Παρασκευή, 10 Νοεμβρίου 2017

IJERPH, Vol. 14, Pages 1371: The Impact of a Multi-Level Multi-Component Childhood Obesity Prevention Intervention on Healthy Food Availability, Sales, and Purchasing in a Low-Income Urban Area

IJERPH, Vol. 14, Pages 1371: The Impact of a Multi-Level Multi-Component Childhood Obesity Prevention Intervention on Healthy Food Availability, Sales, and Purchasing in a Low-Income Urban Area

International Journal of Environmental Research and Public Health doi: 10.3390/ijerph14111371

Authors: Joel Gittelsohn Angela Trude Lisa Poirier Alexandra Ross Cara Ruggiero Teresa Schwendler Elizabeth Anderson Steeves

The multifactorial causes of obesity require multilevel and multicomponent solutions, but such combined strategies have not been tested to improve the community food environment. We evaluated the impact of a multilevel (operating at different levels of the food environment) multicomponent (interventions occurring at the same level) community intervention. The B’more Healthy Communities for Kids (BHCK) intervention worked at the wholesaler (n = 3), corner store (n = 50), carryout (n = 30), recreation center (n = 28), household (n = 365) levels to improve availability, purchasing, and consumption of healthier foods and beverages (low-sugar, low-fat) in low-income food desert predominantly African American zones in the city of Baltimore (MD, USA), ultimately intending to lead to decreased weight gain in children (not reported in this manuscript).

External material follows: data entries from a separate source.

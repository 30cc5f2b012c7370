//! In-process named-event bus.
//!
//! Decoupled publish/subscribe between the engine and its surrounding
//! subsystems. Events are registered by name and emitted by id; callbacks
//! are registered by name and receive a tagged payload they can downcast
//! to the concrete packet type. The bus is single-threaded and re-entrant:
//! a callback may emit, send, or register further callbacks. Emission
//! snapshots the callback list, so mutations during a callback affect only
//! later emissions.

use crate::protocol::PacketBody;
use std::cell::RefCell;
use std::collections::HashMap;
use std::rc::Rc;

pub type EventId = usize;

/// Endpoint details attached to the `io_connect` event.
#[derive(Debug, Clone, PartialEq, Eq)]
pub struct ConnectData {
    pub address: String,
    pub port: u16,
}

/// Payload attached to an emission.
///
/// The textual tag plus downcast helper preserves the payload+tag contract
/// at the bus boundary while keeping the interior typed.
#[derive(Clone, Copy)]
pub enum EventPayload<'a> {
    None,
    Connect(&'a ConnectData),
    Packet(&'a dyn PacketBody),
}

impl<'a> EventPayload<'a> {
    /// Typed view of a packet payload.
    pub fn downcast<T: PacketBody>(&self) -> Option<&'a T> {
        match *self {
            EventPayload::Packet(packet) => packet.as_any().downcast_ref::<T>(),
            _ => None,
        }
    }

    pub fn connect_data(&self) -> Option<&'a ConnectData> {
        match *self {
            EventPayload::Connect(data) => Some(data),
            _ => None,
        }
    }

    /// Textual discriminator for subscribers that switch on payload kind.
    pub fn type_tag(&self) -> &str {
        match self {
            EventPayload::None => "",
            EventPayload::Connect(_) => "ConnectData",
            EventPayload::Packet(packet) => packet.name(),
        }
    }
}

type Callback = Rc<dyn Fn(EventId, &EventPayload<'_>)>;

#[derive(Default)]
struct Inner {
    ids: HashMap<String, EventId>,
    names: Vec<String>,
    callbacks: Vec<Vec<Callback>>,
}

/// Single-threaded event dispatcher.
#[derive(Default)]
pub struct EventBus {
    inner: RefCell<Inner>,
}

impl EventBus {
    pub fn new() -> Self {
        Self::default()
    }

    /// Register an event name, returning its id. Idempotent: registering
    /// an existing name returns the id already assigned.
    pub fn register_event(&self, name: &str) -> EventId {
        let mut inner = self.inner.borrow_mut();
        if let Some(&id) = inner.ids.get(name) {
            return id;
        }
        let id = inner.names.len();
        inner.ids.insert(name.to_owned(), id);
        inner.names.push(name.to_owned());
        inner.callbacks.push(Vec::new());
        id
    }

    /// Subscribe to an event by name, creating the event if necessary.
    pub fn register_callback<F>(&self, name: &str, callback: F) -> EventId
    where
        F: Fn(EventId, &EventPayload<'_>) + 'static,
    {
        let id = self.register_event(name);
        self.inner.borrow_mut().callbacks[id].push(Rc::new(callback));
        id
    }

    /// Look up an event id by name.
    pub fn lookup(&self, name: &str) -> Option<EventId> {
        self.inner.borrow().ids.get(name).copied()
    }

    /// Name assigned to `id`, for logging.
    pub fn event_name(&self, id: EventId) -> Option<String> {
        self.inner.borrow().names.get(id).cloned()
    }

    /// Invoke every callback subscribed to `id` with `payload`.
    pub fn emit(&self, id: EventId, payload: &EventPayload<'_>) {
        // Snapshot under the borrow, call outside it: callbacks may
        // re-enter the bus.
        let snapshot: Vec<Callback> = match self.inner.borrow().callbacks.get(id) {
            Some(list) => list.clone(),
            None => return,
        };
        for callback in snapshot {
            callback(id, payload);
        }
    }
}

For this paper, we focus on more proximal impacts on the food environment, and measure change in stocking, sales and purchase of promoted foods at the different levels of the food system in 14 intervention neighborhoods, as compared to 14 comparison neighborhoods. Sales of promoted products increased in wholesalers. Stocking of these products improved in corner stores, but not in carryouts, and we did not find any change in total sales. Children more exposed to the intervention increased their frequency of purchase of promoted products, although improvement was not seen for adult caregivers. A multilevel food environment intervention in a low-income urban setting improved aspects of the food system, leading to increased healthy food purchasing behavior in children.